How Children Understand Race and How Adults Can Help

On January 30th, many families attended Professor Erin Winkler’s webinar, “How Children Understand Race and How Adults Can Help,” that Ms. O’Toole shared in the January 29th newsletter. The recording is available here with a high-level summary provided below. (Prof. Winkler’s talk begins at about the 11-minute mark of the video and is 1 hour before Q & A).

SUMMARY:
Prof. Winkler shared studies that demonstrate that children begin categorizing race as early as three months old through non-verbal tests and that by three to five years old, children of all backgrounds begin to show racial biases.
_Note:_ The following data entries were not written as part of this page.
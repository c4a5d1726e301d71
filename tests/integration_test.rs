use flipdot_codec::{
    bit_index, blank_payloads, decode_batch, encode, parse_ansi_matrix, pixel_info,
    queues_to_matrix, single_pixel_payload, wrap_legacy_frame, DecodeIssue, InputSource, Matrix,
    PanelConfig, Payload, PixelType, COLS, ROWS,
};

fn diagonal_matrix() -> Matrix {
    let mut m = Matrix::zero();
    for i in 0..ROWS.min(COLS) {
        m.set(i, i, true);
    }
    m
}

fn on_count(matrix: &Matrix) -> usize {
    (0..ROWS)
        .flat_map(|r| (0..COLS).map(move |c| (r, c)))
        .filter(|&(r, c)| matrix.get(r, c))
        .count()
}

#[test]
fn s1_light_top_left_origin_pixel() {
    let config = PanelConfig::standard();
    let info = pixel_info(&config, "top-left", 0, 0).unwrap();
    assert_eq!(info.pixel_type, PixelType::T90);
    assert_eq!(info.address, Some(0x7));
    assert_eq!(info.bit_index, 0);

    let payload = single_pixel_payload(&config, "top-left", 0, 0).unwrap();
    assert_eq!(&payload.to_bytes()[0..2], &[0x07, 0x90]);

    let report = decode_batch(&[InputSource::Payload(&payload.to_bytes())]);
    let (matrix, _) = queues_to_matrix(&report.queues, &config);
    assert!(matrix.get(0, 0));
    assert_eq!(on_count(&matrix), 1);
}

#[test]
fn s2_bottom_right_segment_t10_pixel() {
    let config = PanelConfig::standard();
    let info = pixel_info(&config, "bottom-right", 12, 21).unwrap();
    assert_eq!(info.pixel_type, PixelType::T10);
    assert_eq!(info.address, Some(0x1));

    let payload = single_pixel_payload(&config, "bottom-right", 12, 21).unwrap();
    let report = decode_batch(&[InputSource::Payload(&payload.to_bytes())]);
    let (matrix, _) = queues_to_matrix(&report.queues, &config);
    assert!(matrix.get(25, 45));
    assert_eq!(on_count(&matrix), 1);
}

#[test]
fn s3_hole_probe_is_a_sentinel_not_an_error() {
    let config = PanelConfig::standard_with_hole();
    let info = pixel_info(&config, "top-left", 12, 23).unwrap();
    assert_eq!(info.pixel_type, PixelType::Hole);
    assert_eq!(info.address, None);
    assert_eq!(info.bit_index, -1);
    assert!(bit_index(&config, "top-left", 12, 23).is_none());
}

#[test]
fn s4_blank_payloads_carry_zero_data_and_descend() {
    let config = PanelConfig::standard();
    let payloads = blank_payloads(&config);
    assert!(!payloads.is_empty());
    for p in &payloads {
        for g in &p.groups {
            assert_eq!(g.data, [0u8; 5]);
        }
    }
    let addrs: Vec<u8> = payloads.iter().map(|p| p.address).collect();
    assert_eq!(addrs.first(), Some(&0x8));
    assert_eq!(addrs.last(), Some(&0x1));
}

#[test]
fn s5_diagonal_round_trips_through_the_public_api() {
    let config = PanelConfig::standard();
    let input = diagonal_matrix();

    let payloads = encode(&input, &config).unwrap();
    let bodies: Vec<Vec<u8>> = payloads.iter().map(|p| p.to_bytes()).collect();
    let sources: Vec<InputSource> = bodies.iter().map(|b| InputSource::Payload(b)).collect();
    let report = decode_batch(&sources);
    assert!(report.issues.is_empty());

    let (output, _) = queues_to_matrix(&report.queues, &config);
    assert_eq!(output, input);
}

#[test]
fn s6_mixed_legacy_frames_and_raw_payloads_agree() {
    let config = PanelConfig::standard();
    let input = diagonal_matrix();
    let payloads = encode(&input, &config).unwrap();
    assert!(payloads.len() >= 3, "need at least 3 payloads to split the batch");

    let mut sources_bytes: Vec<Vec<u8>> = Vec::new();
    let mut as_frame = vec![true, true, false, false, false];
    as_frame.resize(payloads.len(), false);

    for (payload, frame) in payloads.iter().zip(as_frame.iter()) {
        let body = payload.to_bytes();
        if *frame {
            sources_bytes.push(wrap_legacy_frame(payload.address, &body[1..]));
        } else {
            sources_bytes.push(body);
        }
    }

    let sources: Vec<InputSource> = sources_bytes
        .iter()
        .zip(as_frame.iter())
        .map(|(bytes, frame)| {
            if *frame {
                InputSource::Frame(bytes)
            } else {
                InputSource::Payload(bytes)
            }
        })
        .collect();

    let report = decode_batch(&sources);
    assert!(report.issues.is_empty());

    let (mixed, _) = queues_to_matrix(&report.queues, &config);

    let all_raw_bodies: Vec<Vec<u8>> = payloads.iter().map(Payload::to_bytes).collect();
    let all_raw_sources: Vec<InputSource> =
        all_raw_bodies.iter().map(|b| InputSource::Payload(b)).collect();
    let raw_report = decode_batch(&all_raw_sources);
    let (raw_only, _) = queues_to_matrix(&raw_report.queues, &config);

    assert_eq!(mixed, raw_only);
    assert_eq!(mixed, input);
}

#[test]
fn ansi_round_trip_produces_the_same_payloads_as_direct_matrix_encoding() {
    let config = PanelConfig::standard();
    let mut lines = vec![".".repeat(COLS); ROWS];
    lines[0].replace_range(0..1, "X");
    let line_refs: Vec<&str> = lines.iter().map(String::as_str).collect();

    let (matrix, warnings) = parse_ansi_matrix(&line_refs, &config);
    assert!(warnings.is_empty());
    assert!(matrix.get(0, 0));

    let mut expected = Matrix::zero();
    expected.set(0, 0, true);
    assert_eq!(matrix, expected);

    let via_ansi = encode(&matrix, &config).unwrap();
    let via_direct = encode(&expected, &config).unwrap();
    assert_eq!(via_ansi, via_direct);
}

#[test]
fn malformed_batch_still_decodes_the_good_payloads() {
    let config = PanelConfig::standard();
    let input = diagonal_matrix();
    let mut payloads = encode(&input, &config).unwrap();
    let bad = payloads.pop().unwrap();

    let mut bodies: Vec<Vec<u8>> = payloads.iter().map(|p| p.to_bytes()).collect();
    let mut corrupted = bad.to_bytes();
    if corrupted.len() > 1 {
        corrupted[1] = 0xFF; // not a valid group header
    }
    bodies.push(corrupted);

    let sources: Vec<InputSource> = bodies.iter().map(|b| InputSource::Payload(b)).collect();
    let report = decode_batch(&sources);
    assert_eq!(report.issues.len(), 1);
    assert!(matches!(
        report.issues[0],
        DecodeIssue::MalformedPayloadGroup { .. }
    ));
}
Our silence as parents is backfiring!

Before 9 yrs old, few parents are likely to discuss the racial inequities that their young children see in the media, on playgrounds, at school, in stores, between neighbourhoods, etc. However, research suggests that children’s ideas are forming early and societal messages are already getting in. If we do not discuss race and inequities early-on, children make presumptions on their own. Young children are not intentionally bigoted; they are simply learning the world and observing adult silence.

What can we do?

  1. Work on ourselves. If we do not understand or feel comfortable talking to issues with our peers, it is difficult to talk to kids in age-appropriate ways. Educate ourselves – commit to a concerted, ongoing effort.
  2. Normalize anti-racist talk. Avoid silence and colourblind language. Parents are generally fine talking about gender inequities but less comfortable talking about race. Bring it up and address it directly. Use the concept of fairness to help (kids are attuned to what is fair and what is not).
  3. Empower! Always couple discussions of unfairness with empowerment tools. Talk to your kids when they mention an injustice. For example, say to your child, “Glad you see that this is unfair and other people see this as unfair too. There are people working to change this unfairness. We can do things to help too.” Young kids need concrete examples – need to see it, feel it, touch it. Show and involve kids. How are we going to be part of this work? This is a societal responsibility – not about being mean or nice.
  4. Connect the past with the present. When we focus on racism in the past, this actually increases racial bias in children. Therefore, we must explain how racism in the past still affects us in the present. When we see something in the present, try to tell kids why this happened. For example, the issue of blackface. If a child asks why green makeup is okay for a superhero costume, but black makeup is not okay to dress like someone they admire, explain why. Parents can share that a long time ago, white people used black makeup to make black people feel less human and this was wrong and it caused a lot of inequalities and unfairness. We have to remember the effect of these things that happened a long time ago. We still see some people today that don’t believe that black lives matter and we want to make sure they do. Help children recognize, name, and work against racism today in all its forms. A lot of racism today is more subtle and might not be intentional.
  5. Model! We are teaching children about race all the time, even if we’re not talking about it. What choices are we making about our environments and theirs? How are we reacting to racialized situations? Are we sending a “do as I say, not as I do” message? For example, we may tell kids to have a diverse group of friends, but then, as grownups, we only invite people over who look like us. Acknowledge your feelings and show you’re always learning. Kids understand if you say, “I feel upset that I don’t know the answer to this, and I think I should have learned about it in school. I want to learn about this, let’s learn about it together.”
  6. Help kids process and prepare. Help kids process feelings if your child experiences or witnesses racism or unfairness. Talk about how you felt when this happened to you or when you witnessed it. Think about how you might react and engage if you see this in the future. Help them think about strategies in their everyday lives. Ask questions such as: “What makes you say that?” This question helps you understand your child’s thinking, as sometimes as adults we misunderstand children’s thinking.
  7. Teach critical race literacy. Teach kids to pick out and critique racially biased messages (whether in the media, laws/rules, the curriculum). For example, ask kids: What doesn’t seem quite right here? What are the patterns we are seeing and why are we seeing them? Can we make suggestions on what we can do to take action as a family?
  8. The APA recognizes that we are all at different parts in this dialogue. The newly formed APA Diversity, Equity & Inclusion Committee is here to help the Allenby community engage in difficult and sometimes uncomfortable conversations. We look forward to organizing a speaker for the Allenby community and we will include relevant resources on the new Diversity, Equity & Inclusion section of the APA website.